Contrary to what you might assume ‘social eating’ is not another trendy supper club app, it’s actually paying to watch people eat food online.
The term itself is a Western name for the South Korean trend ‘Muk-bang’ – a culmination of the words ‘eating’ and ‘broadcast’.
This first rose to popularity around 2013, when young people would eat their dinner in front of video streams with thousands of people.
In South Korea, Muk-bang streamers broadcast on Afreeca TV, a YouTube-style network with a digital currency called Star Balloon – and some earn up to $9,000 a month.

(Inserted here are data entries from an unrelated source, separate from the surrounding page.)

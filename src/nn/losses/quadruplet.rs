//! Quadruplet loss: the triplet hinge plus a second hinge against an unrelated negative

use crate::{
    autograd::{Function, FunctionContext},
    config::{check_margin, LossPolicy},
    data::{BatchGradients, EmbeddingBatch},
    error::{MetricError, MetricResult},
    tensor::{
        ops::{broadcast_squared_distances, paired_squared_distances, sum_rows},
        Element, Tensor,
    },
};
use super::{
    hinge::{margin_hinge, HingeReduction, HARD_EXAMPLE_EPS},
    ranking::{backprop_negatives, backprop_positive, triplet_term, TripletTerm},
    validate_embeddings, Loss,
};

/// Both hinge terms of the quadruplet loss
pub(crate) struct QuadrupletTerms<T: Element> {
    pub triplet: TripletTerm<T>,
    /// `max(0, m2 + positive[b] - ||negatives[b, k] - other_neg[b]||²)`
    pub second: HingeReduction<T>,
}

impl<T: Element> QuadrupletTerms<T> {
    pub fn loss(&self) -> T {
        self.triplet.hinge.loss + self.second.loss
    }
}

pub(crate) fn quadruplet_terms<T: Element>(
    query: &Tensor<T, 3>,
    positives: &Tensor<T, 3>,
    negatives: &Tensor<T, 3>,
    other_neg: &Tensor<T, 3>,
    m1: T,
    m2: T,
    policy: LossPolicy,
) -> MetricResult<QuadrupletTerms<T>> {
    let triplet = triplet_term(query, positives, negatives, m1, policy)?;
    let other = broadcast_squared_distances(other_neg, negatives)?;
    let second = margin_hinge(&triplet.positive, &other, m2, policy)?;
    Ok(QuadrupletTerms { triplet, second })
}

/// Quadruplet loss.
///
/// The first term is the triplet loss with margin `m1`. The second reuses the
/// same anchor positive distance but measures each negative against
/// `other_neg`, a negative unrelated to the query, with margin `m2`. Both terms
/// share the reduction policy.
#[derive(Debug, Clone, Copy, PartialEq)]
pub struct QuadrupletLoss {
    m1: f64,
    m2: f64,
    policy: LossPolicy,
}

impl QuadrupletLoss {
    pub fn new(m1: f64, m2: f64, policy: LossPolicy) -> MetricResult<Self> {
        check_margin("m1", m1)?;
        check_margin("m2", m2)?;
        Ok(Self { m1, m2, policy })
    }
}

fn require_other_neg<'a, T: Element>(batch: &'a EmbeddingBatch<T>) -> MetricResult<&'a Tensor<T, 3>> {
    batch.other_neg.as_ref().ok_or_else(|| {
        MetricError::InvalidInput("quadruplet loss needs an other_neg tensor of shape (batch, 1, dim)".to_string())
    })
}

impl<T: Element> Function<T> for QuadrupletLoss {
    fn forward(&self, batch: &EmbeddingBatch<T>, ctx: &mut FunctionContext) -> MetricResult<T> {
        let other_neg = require_other_neg(batch)?;
        validate_embeddings(
            "quadruplet_loss",
            &batch.query,
            &[("positives", &batch.positives), ("negatives", &batch.negatives)],
            Some(other_neg),
        )?;
        let terms = quadruplet_terms(
            &batch.query,
            &batch.positives,
            &batch.negatives,
            other_neg,
            T::from_f64(self.m1),
            T::from_f64(self.m2),
            self.policy,
        )?;
        let loss = terms.loss();
        tracing::debug!(
            "quadruplet loss {} = {} + {} ({} / {} hard queries of {})",
            loss,
            terms.triplet.hinge.loss,
            terms.second.loss,
            terms.triplet.hinge.hard_queries,
            terms.second.hard_queries,
            batch.batch_size()
        );

        ctx.clear();
        ctx.save_batch_shapes(batch);
        ctx.save_for_backward(terms.triplet.positive_index);
        ctx.save_for_backward(terms.triplet.hinge.pair_weights);
        ctx.save_for_backward(terms.second.pair_weights);
        Ok(loss)
    }

    fn backward(
        &self,
        batch: &EmbeddingBatch<T>,
        ctx: &FunctionContext,
        grad_output: T,
    ) -> MetricResult<BatchGradients<T>> {
        let other_neg = require_other_neg(batch)?;
        ctx.check_batch_shapes("QuadrupletLoss", batch)?;
        let positive_index = ctx
            .get_saved::<Vec<usize>>(0)
            .ok_or_else(|| MetricError::missing_saved("QuadrupletLoss", "positive_index"))?;
        let first = ctx
            .get_saved::<Tensor<T, 2>>(1)
            .ok_or_else(|| MetricError::missing_saved("QuadrupletLoss", "pair_weights"))?;
        let second = ctx
            .get_saved::<Tensor<T, 2>>(2)
            .ok_or_else(|| MetricError::missing_saved("QuadrupletLoss", "second_pair_weights"))?;

        let mut grads = BatchGradients::zeros_like(batch);

        // both hinges share the anchor positive distance
        let first_anchor = sum_rows(first);
        let second_anchor = sum_rows(second);
        let anchor_grad = Tensor::from_fn(first_anchor.shape(), |b| first_anchor.get(b) + second_anchor.get(b));
        backprop_positive(batch, positive_index, &anchor_grad, grad_output, &mut grads);

        backprop_negatives(
            &batch.negatives,
            &batch.query,
            first,
            grad_output,
            &mut grads.negatives,
            &mut grads.query,
        );
        let grad_other = grads
            .other_neg
            .as_mut()
            .ok_or_else(|| MetricError::InvalidState("QuadrupletLoss: no other_neg gradient buffer".to_string()))?;
        backprop_negatives(
            &batch.negatives,
            other_neg,
            second,
            grad_output,
            &mut grads.negatives,
            grad_other,
        );
        Ok(grads)
    }

    fn name(&self) -> &'static str {
        "QuadrupletLoss"
    }
}

impl<T: Element> Loss<T> for QuadrupletLoss {
    fn policy(&self) -> LossPolicy {
        self.policy
    }
}

/// Batched quadruplet loss, `triplet(m1) + second(m2)`.
pub fn quadruplet_loss<T: Element>(
    query: &Tensor<T, 3>,
    positives: &Tensor<T, 3>,
    negatives: &Tensor<T, 3>,
    other_neg: &Tensor<T, 3>,
    m1: T,
    m2: T,
    policy: LossPolicy,
) -> MetricResult<T> {
    check_margin("m1", m1.to_f64())?;
    check_margin("m2", m2.to_f64())?;
    validate_embeddings(
        "quadruplet_loss",
        query,
        &[("positives", positives), ("negatives", negatives)],
        Some(other_neg),
    )?;
    Ok(quadruplet_terms(query, positives, negatives, other_neg, m1, m2, policy)?.loss())
}

/// Per-sample distances and loss of [`quadruplet_loss_unreduced`]
#[derive(Debug, Clone, PartialEq)]
pub struct UnreducedQuadruplet<T: Element> {
    /// ||query - positive||², shape (batch,)
    pub pos_dist: Tensor<T, 1>,
    /// ||query - negative||²
    pub neg_dist: Tensor<T, 1>,
    /// ||negative - other_neg||²
    pub other_dist: Tensor<T, 1>,
    /// Sum of both hinges over the batch, divided by the number of samples with non-zero combined loss
    pub loss: T,
}

/// Quadruplet loss on one positive, one negative and one other negative per
/// query, every input of shape (batch, dim).
///
/// Older single-candidate form of [`quadruplet_loss`]; kept for the per-sample
/// distance diagnostics it returns.
pub fn quadruplet_loss_unreduced<T: Element>(
    query: &Tensor<T, 2>,
    positive: &Tensor<T, 2>,
    negative: &Tensor<T, 2>,
    other_neg: &Tensor<T, 2>,
    m1: T,
    m2: T,
) -> MetricResult<UnreducedQuadruplet<T>> {
    check_margin("m1", m1.to_f64())?;
    check_margin("m2", m2.to_f64())?;
    let shape = query.shape();
    if !shape.is_valid() {
        return Err(MetricError::shape_error("a non-empty (batch, dim) query", &shape.to_string(), None));
    }
    for (name, tensor) in [("positive", positive), ("negative", negative), ("other_neg", other_neg)] {
        if tensor.shape() != shape {
            return Err(MetricError::shape_error(
                &format!("{} of shape {}", name, shape),
                &tensor.shape().to_string(),
                Some("the unreduced quadruplet loss takes one embedding per query for every input"),
            ));
        }
    }

    let pos_dist = paired_squared_distances(query, positive)?;
    let neg_dist = paired_squared_distances(query, negative)?;
    let other_dist = paired_squared_distances(negative, other_neg)?;

    let batch = shape.rows();
    let combined: Vec<T> = (0..batch)
        .map(|b| {
            let first = (m1 + pos_dist.get(b) - neg_dist.get(b)).max_of(T::zero());
            let second = (m2 + pos_dist.get(b) - other_dist.get(b)).max_of(T::zero());
            first + second
        })
        .collect();
    let hard = combined.iter().filter(|&&l| l > T::zero()).count();
    let total: T = combined.iter().copied().sum();
    let loss = total / (T::from_usize(hard) + T::from_f64(HARD_EXAMPLE_EPS));

    Ok(UnreducedQuadruplet {
        pos_dist,
        neg_dist,
        other_dist,
        loss,
    })
}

Tasty.
The reason you’ve probably heard ‘social eating’ being bandied around in recent months is thanks to Twitch.
The video game streaming giant (bought by Amazon for $1bn in 2014) launched a new channel called ‘Social Eating’ this summer – where you can pay to watch people eat food.
This sits with non-gaming categories like Twitch Creative, where streamers can share their artistic pursuits.
Prior to the launch of Social Eating, eating-focused streams were considered against the rules of Twitch Creative, the category’s FAQ states.
Now though, there’s a great deal of interest from users in both the US and Europe, and it will surely be a hit (albeit within its niche).
You don’t have to have a kink for fridge-raiders to appreciate the business possibilities of new media (Twitch CEO Emmett Shear has admitted he’s not a “social eating viewer” himself).
But in a world we’re always harping on about how technology is killing off solicitors, taxi drivers, and personal assistants, it’s important to remember the new avenues digital brings.
Social eating fits into a new age of independent broadcasting – of YouTube stars, professional Instagrammers, social media influencers, and Cam Girl porn.
Online streaming has never been more possible, or in-demand.
That applies whether you’re running your own business, or just want to get paid eating a lot of cake.